うそです。2ndの『Sympa』から1年なのでぶっちゃけ「ついに」という程は待ってない。

それどころかこの1年あらゆるメディアに露出しつつもコンスタントに曲を出してたのでむしろ、え?もう出るんすか?くらいの感覚。

そんな彼らの3rdアルバム『CEREMONY』。目まぐるしく状況が移り変わる、まさしく激動の中をサバイブしてきた彼らの大傑作について書いていく。

例によってスーパー長いので、あしからず読んでくれ。

 ちなみに過去作レビューはこちら:

アルバムの意味

中身について触れる前に、アルバムの意味付けみたいなところから触れていきたい。

まずはタイトルの”CEREMONY”。何も考えずに訳すと儀式・式典。大事なのは、「じゃあ何の儀式なんだ?」ってことだ。

まず、リリースを2020年の年明けすぐに合わせてきたところから見て、2020年代の幕開けを飾るという意味は大いにありそう。そして、来るドデカイ祭典として、東京オリンピックについても大いに意識していると思われる。

そしてアルバムとしての文脈だ。前作でシンパ(同調者)を募ってそのプランが成功という言葉では足りない、超ド級の大成功を収めた彼ら。

で、普通に読み解けば、得た仲間たちと夢を見に行く大冒険の幕開けともとれる。

つまりアレです。ワンピースで言えば(イーストブルー)編が"Sympa"であり、グランドライン編が今作"CEREMONY"。アラバスタくらいにいるイメージだ。伝われ。

ジャケットデザインが不穏

と、ここまでは軽いノリで語ったが、ジャケットデザインはかなりダーク。ジャケット含めたアートワークもアルバムコンセプトの一部なのでここは重要。ジャケットにはたくさんのシンパがKing Gnuの象徴と思しき少年?を囲んでいる様子が描かれている。このシンパの暗い事暗い事。背中にはKing Gnuロゴ。そしてフリーザ様のポッドみたいなやつにはTOKYO 2020の文字が刻印されてる。これが五輪をメタってるのか、カオティックトーキョーの新たなディケイドを示しているのか、あるいは両方かはわからん。

ここでよく見ると気づく大事な事は、この紙吹雪のような紙物体が、リリースされたシングル達のジャケットであるという点

そう、バラバラに切り裂かれているのだよ。

ここの解釈はほんっとに色々できる。 

これってつまり・・・解散の暗示?と見ることもできるし、これまでのKing Gnuを捨てて、次は新しいモードへ向かう儀式とも取れる。
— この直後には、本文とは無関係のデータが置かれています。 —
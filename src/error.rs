use std::io;
use thiserror::Error;

/// Failure modes of a single probe request.
#[derive(Debug, Error)]
pub enum RequestError {
    /// The request exceeded its deadline. Counted toward the timing
    /// tie-break in the detect loop.
    #[error("timeout")]
    Timeout,

    /// The server tore the connection down (GOAWAY, RST_STREAM or a QUIC
    /// application error). A common legitimate reaction to a malformed
    /// probe, so it is never retried and logged only at debug level.
    #[error("server dropped connection, error={0}")]
    ConnDrop(String),

    #[error("invalid target {target:?}: {reason}")]
    InvalidTarget { target: String, reason: String },

    #[error("invalid scheme {0:?}")]
    InvalidScheme(String),

    #[error("lookup for {name:?} failed: {reason}")]
    Dns { name: String, reason: String },

    #[error("tls error: {0}")]
    Tls(#[from] rustls::Error),

    #[error("quic error: {0}")]
    Quic(#[from] quiche::Error),

    #[error("io error: {0}")]
    Io(#[from] io::Error),

    /// Malformed frames or header blocks in the server's response.
    #[error("protocol error: {0}")]
    Protocol(String),
}

impl RequestError {
    /// Whether a retry may help. Mirrors the timeout/temporary split of
    /// socket errors: everything else fails the sample immediately.
    pub fn is_transient(&self) -> bool {
        match self {
            RequestError::Timeout => true,
            RequestError::Io(e) => matches!(
                e.kind(),
                io::ErrorKind::TimedOut
                    | io::ErrorKind::WouldBlock
                    | io::ErrorKind::Interrupted
                    | io::ErrorKind::ConnectionReset
                    | io::ErrorKind::ConnectionAborted
            ),
            _ => false,
        }
    }

    pub fn is_timeout(&self) -> bool {
        match self {
            RequestError::Timeout => true,
            RequestError::Io(e) => {
                matches!(e.kind(), io::ErrorKind::TimedOut | io::ErrorKind::WouldBlock)
            }
            _ => false,
        }
    }
}

/// Maps a blocking-socket failure to [`RequestError`], folding the two
/// timeout kinds into [`RequestError::Timeout`].
pub fn from_socket_error(e: io::Error) -> RequestError {
    if matches!(e.kind(), io::ErrorKind::TimedOut | io::ErrorKind::WouldBlock) {
        RequestError::Timeout
    } else {
        RequestError::Io(e)
    }
}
おい、次のアルバムはきっと踏み絵になるぜ!?

あるいは曲を浴び聴かせるという事のメタファーかもしれない。

一説にはぬーを解散たがってるとの噂もあるが、少なくとも常田大希というプロジェクトの首謀者が新しい何かを始める区切りにしている、という事だけは間違いない

ちなみに歌詞には様々な角度から切り取られたセレモニーの様子が描写されている。必見! フォントとかも全部違う。芸コマすぎるので全部味わい尽くせ!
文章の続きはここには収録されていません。